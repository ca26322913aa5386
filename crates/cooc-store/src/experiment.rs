//! Experiment directory: resolves a run into its task chain, computes every
//! artifact path from the parameters and executes only the tasks whose
//! record is not already complete.

use std::collections::{BTreeSet, HashSet};
use std::fs;
use std::path::{Path, PathBuf};

use cooc_core::{Vocabulary, parse_word_list};

use crate::config::{IndexOptions, RunParameters};
use crate::corpus;
use crate::error::{Result, StoreError};
use crate::index::{DocumentIndex, IndexSummary, Indexer};
use crate::kv::KvStore;
use crate::state::{
    CorpusDescriptor, ExperimentState, Param, StateStore, TaskKind, TaskRecord,
};
use crate::tasks::{self, Truth};

pub const RESULTS_DIR: &str = "experiment_results";
pub const FEATURES_DIR: &str = "features";

/// Deterministic artifact locations for one set of run parameters.
#[derive(Clone, Debug, PartialEq, Eq)]
pub struct ExperimentPaths {
    pub word_counts: PathBuf,
    pub cooccurrences: PathBuf,
    pub pmis: PathBuf,
    pub relations: PathBuf,
    pub features: PathBuf,
}

impl ExperimentPaths {
    pub fn resolve(dir: &Path, params: &RunParameters) -> Result<Self> {
        let vocabulary = format!(
            "{}_{}",
            file_identity(&params.targets)?,
            optional_identity(params.synonyms.as_deref())?
        );
        let cooccurrence_dir = dir
            .join(RESULTS_DIR)
            .join(&vocabulary)
            .join(format!("{}_cooccurrence_window", params.window));
        let pmi_dir = cooccurrence_dir.join(format!("{}_pmi_threshold", params.pmi_threshold));
        let relation_dir =
            pmi_dir.join(format!("{}_relation_threshold", params.relation_threshold));
        let truth = match params.truth_function {
            Some(function) => format!(
                "{}_{function}",
                optional_identity(params.truth_store.as_deref())?
            ),
            None => "none".to_string(),
        };
        let features = dir
            .join(FEATURES_DIR)
            .join(&vocabulary)
            .join(truth)
            .join(format!(
                "{}_{}_{}_features.arff",
                params.window, params.pmi_threshold, params.relation_threshold
            ));

        Ok(Self {
            word_counts: cooccurrence_dir.join("word_count.db"),
            cooccurrences: cooccurrence_dir.join("cooccurrences.db"),
            pmis: pmi_dir.join("pmis.db"),
            relations: relation_dir.join("relations.db"),
            features,
        })
    }
}

/// File name used to identify an input file in paths and task records.
fn file_identity(path: &Path) -> Result<String> {
    path.file_name()
        .and_then(|name| name.to_str())
        .map(str::to_string)
        .ok_or_else(|| StoreError::Config(format!("{} has no file name", path.display())))
}

fn optional_identity(path: Option<&Path>) -> Result<String> {
    path.map_or(Ok("none".to_string()), file_identity)
}

/// A task scheduled by [`Experimenter::plan`].
#[derive(Clone, Debug, PartialEq, Eq)]
pub struct PlannedTask {
    pub record: TaskRecord,
    pub complete: bool,
}

/// Which tasks one call to [`Experimenter::run`] executed or skipped.
#[derive(Clone, Debug, Default, PartialEq, Eq)]
pub struct RunReport {
    pub executed: Vec<TaskRecord>,
    pub skipped: Vec<TaskRecord>,
    pub features: PathBuf,
}

/// One experiment directory and its durable state. Assumes a single
/// writer: concurrent runs against the same directory are not supported.
pub struct Experimenter {
    dir: PathBuf,
    index: DocumentIndex,
    store: StateStore,
    state: ExperimentState,
}

impl Experimenter {
    /// Create a fresh experiment in an absent or empty directory, or load
    /// the one already there. Anything else is refused.
    pub fn open_or_create(dir: &Path) -> Result<Self> {
        if dir.exists() {
            if !dir.is_dir() {
                return Err(StoreError::Config(format!(
                    "{} exists and is not a directory",
                    dir.display()
                )));
            }
            let empty = fs::read_dir(dir)?.next().is_none();
            if !empty && !StateStore::exists_in(dir) {
                return Err(StoreError::Config(format!(
                    "{} is not empty and holds no experiment state",
                    dir.display()
                )));
            }
        } else {
            fs::create_dir_all(dir)?;
        }

        let store = StateStore::open(dir)?;
        let state = store.load()?;
        let index = DocumentIndex::new(dir);
        index.recover(|name| state.indexed.contains_key(name))?;
        tracing::info!(
            "opened experiment {} ({} completed tasks, {} corpora)",
            dir.display(),
            state.completed.len(),
            state.indexed.len()
        );
        Ok(Self {
            dir: dir.to_path_buf(),
            index,
            store,
            state,
        })
    }

    pub fn dir(&self) -> &Path {
        &self.dir
    }

    pub fn state(&self) -> &ExperimentState {
        &self.state
    }

    /// Index a corpus unless one with the same name already is. Returns
    /// `None` for a repeat.
    pub fn index(&mut self, corpus: &Path, options: &IndexOptions) -> Result<Option<IndexSummary>> {
        let name = corpus::corpus_name(corpus)?;
        if self.state.indexed.contains_key(&name) {
            tracing::info!("corpus '{name}' is already indexed, skipping");
            return Ok(None);
        }
        let stop_words = match &options.stop_file {
            Some(path) => parse_word_list(&read_input(path, "stop word file")?),
            None => Default::default(),
        };

        tracing::info!("indexing corpus '{name}' from {}", corpus.display());
        self.index.begin_pass(&name)?;
        let summary = match self.index_pass(corpus, options, stop_words) {
            Ok(summary) => summary,
            Err(e) => {
                self.index.recover(|_| false)?;
                return Err(e);
            }
        };

        let descriptor = CorpusDescriptor {
            kind: options.kind,
            stop_file: options.stop_file.clone(),
        };
        let mut state = self.state.clone();
        state.completed.insert(index_record(&name, &descriptor));
        state.indexed.insert(name.clone(), descriptor);
        if let Err(e) = self.store.save(&state) {
            self.index.recover(|_| false)?;
            return Err(e);
        }
        self.index.commit_pass()?;
        self.state = state;

        tracing::info!(
            "indexed '{name}': {} documents, {} words, total word count {}",
            summary.documents,
            summary.words,
            summary.total_words
        );
        Ok(Some(summary))
    }

    fn index_pass(
        &self,
        corpus: &Path,
        options: &IndexOptions,
        stop_words: HashSet<String>,
    ) -> Result<IndexSummary> {
        let mut indexer = Indexer::new(&self.index, stop_words, options.sync_frequency)?;
        for doc in corpus::read_documents(corpus, options.kind)? {
            indexer.add(&doc?)?;
        }
        indexer.finish()
    }

    /// The ordered task chain for `params`, each marked complete or not:
    /// one index task per requested corpus, then the four computation
    /// stages. Downstream contexts name every corpus the index will hold
    /// once the index tasks have run.
    pub fn plan(&self, params: &RunParameters) -> Result<Vec<PlannedTask>> {
        let mut records = Vec::new();
        let mut corpora: BTreeSet<String> = self.state.indexed.keys().cloned().collect();
        for spec in &params.corpora {
            let name = corpus::corpus_name(&spec.path)?;
            let descriptor = match self.state.indexed.get(&name) {
                Some(existing) => existing.clone(),
                None => CorpusDescriptor {
                    kind: spec.options.kind,
                    stop_file: spec.options.stop_file.clone(),
                },
            };
            records.push(index_record(&name, &descriptor));
            corpora.insert(name);
        }

        let cooccurrence = TaskRecord::new(
            TaskKind::Cooccurrence,
            vec![
                Param::text(file_identity(&params.targets)?),
                Param::optional(params.synonyms.as_deref().map(file_identity).transpose()?),
                Param::text(params.window),
            ],
            corpora.into_iter().map(Param::Text).collect(),
        );
        let pmi = TaskRecord::new(
            TaskKind::Pmi,
            vec![Param::Int(params.pmi_threshold)],
            cooccurrence.downstream_context(),
        );
        let relation = TaskRecord::new(
            TaskKind::Relation,
            vec![Param::Int(params.relation_threshold)],
            pmi.downstream_context(),
        );
        let feature = TaskRecord::new(
            TaskKind::Feature,
            vec![
                Param::optional(params.truth_store.as_deref().map(file_identity).transpose()?),
                Param::optional(params.truth_function),
            ],
            relation.downstream_context(),
        );
        records.extend([cooccurrence, pmi, relation, feature]);

        Ok(records
            .into_iter()
            .map(|record| PlannedTask {
                complete: self.state.is_complete(&record),
                record,
            })
            .collect())
    }

    /// Run the full chain for `params`, skipping completed tasks. Each
    /// executed task is recorded durably before the next one starts.
    pub fn run(&mut self, params: &RunParameters) -> Result<RunReport> {
        params.validate()?;
        if !params.targets.is_file() {
            return Err(StoreError::Config(format!(
                "target file {} does not exist",
                params.targets.display()
            )));
        }
        if self.state.indexed.is_empty() && params.corpora.is_empty() {
            return Err(StoreError::Config(
                "no corpus has been indexed in this experiment".into(),
            ));
        }

        let paths = ExperimentPaths::resolve(&self.dir, params)?;
        let mut report = RunReport {
            features: paths.features.clone(),
            ..Default::default()
        };
        for task in self.plan(params)? {
            if task.complete {
                tracing::info!("skipping completed task {}", task.record);
                report.skipped.push(task.record);
                continue;
            }
            tracing::info!("executing task {}", task.record);
            self.execute(&task.record, params, &paths)?;
            self.store.record_task(&task.record)?;
            self.state.completed.insert(task.record.clone());
            report.executed.push(task.record);
        }
        Ok(report)
    }

    fn execute(
        &mut self,
        record: &TaskRecord,
        params: &RunParameters,
        paths: &ExperimentPaths,
    ) -> Result<()> {
        match record.kind {
            TaskKind::Index => {
                let name = record.args.first().map(Param::to_string);
                let spec = params
                    .corpora
                    .iter()
                    .find(|spec| corpus::corpus_name(&spec.path).ok() == name)
                    .ok_or_else(|| {
                        StoreError::InvalidData(format!("no corpus matches task {record}"))
                    })?;
                self.index(&spec.path, &spec.options)?;
                Ok(())
            }
            TaskKind::Cooccurrence => {
                let targets = read_input(&params.targets, "target file")?;
                let synonyms = params
                    .synonyms
                    .as_deref()
                    .map(|path| read_input(path, "synonym file"))
                    .transpose()?;
                let vocabulary = Vocabulary::parse(&targets, synonyms.as_deref())?;
                create_parent(&paths.word_counts)?;
                let words = KvStore::open(&paths.word_counts)?;
                let cooccurrences = KvStore::open(&paths.cooccurrences)?;
                tasks::count_cooccurrences(
                    &self.index,
                    &vocabulary,
                    params.count_options(),
                    &words,
                    &cooccurrences,
                )?;
                Ok(())
            }
            TaskKind::Pmi => {
                let words = KvStore::open_existing(&paths.word_counts, "word count store")?;
                let cooccurrences =
                    KvStore::open_existing(&paths.cooccurrences, "co-occurrence store")?;
                create_parent(&paths.pmis)?;
                let pmis = KvStore::open(&paths.pmis)?;
                tasks::calculate_pmis(
                    &words,
                    &cooccurrences,
                    self.index.total_word_count()?,
                    params.pmi_threshold,
                    &pmis,
                )?;
                Ok(())
            }
            TaskKind::Relation => {
                let pmis = KvStore::open_existing(&paths.pmis, "PMI store")?;
                create_parent(&paths.relations)?;
                let relations = KvStore::open(&paths.relations)?;
                tasks::calculate_relations(&pmis, params.relation_threshold, &relations)?;
                Ok(())
            }
            TaskKind::Feature => {
                let relations = KvStore::open_existing(&paths.relations, "relation store")?;
                let pmis = KvStore::open_existing(&paths.pmis, "PMI store")?;
                let cooccurrences =
                    KvStore::open_existing(&paths.cooccurrences, "co-occurrence store")?;
                let truth_store = match &params.truth_store {
                    Some(path) => Some(KvStore::open_read_only(path, "truth store")?),
                    None => None,
                };
                let truth = match (&truth_store, params.truth_function) {
                    (Some(store), Some(function)) => Some(Truth { store, function }),
                    _ => None,
                };
                tasks::write_features(&relations, &pmis, &cooccurrences, truth, &paths.features)?;
                Ok(())
            }
        }
    }

    /// Completed task records, in pipeline order.
    pub fn show_performed_experiments(&self) -> Vec<&TaskRecord> {
        let mut records: Vec<_> = self.state.completed.iter().collect();
        records.sort();
        records
    }

    /// Indexed corpora and how each was indexed, by name.
    pub fn show_index(&self) -> Vec<(&str, &CorpusDescriptor)> {
        self.state
            .indexed
            .iter()
            .map(|(name, descriptor)| (name.as_str(), descriptor))
            .collect()
    }
}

* * * * * * *

EXERCISE DIRECTIONS — Gather each line in these records that contains the string "window".

REPLY —
            .join(format!("{}_cooccurrence_window", params.window));
                params.window, params.pmi_threshold, params.relation_threshold
                Param::text(params.window),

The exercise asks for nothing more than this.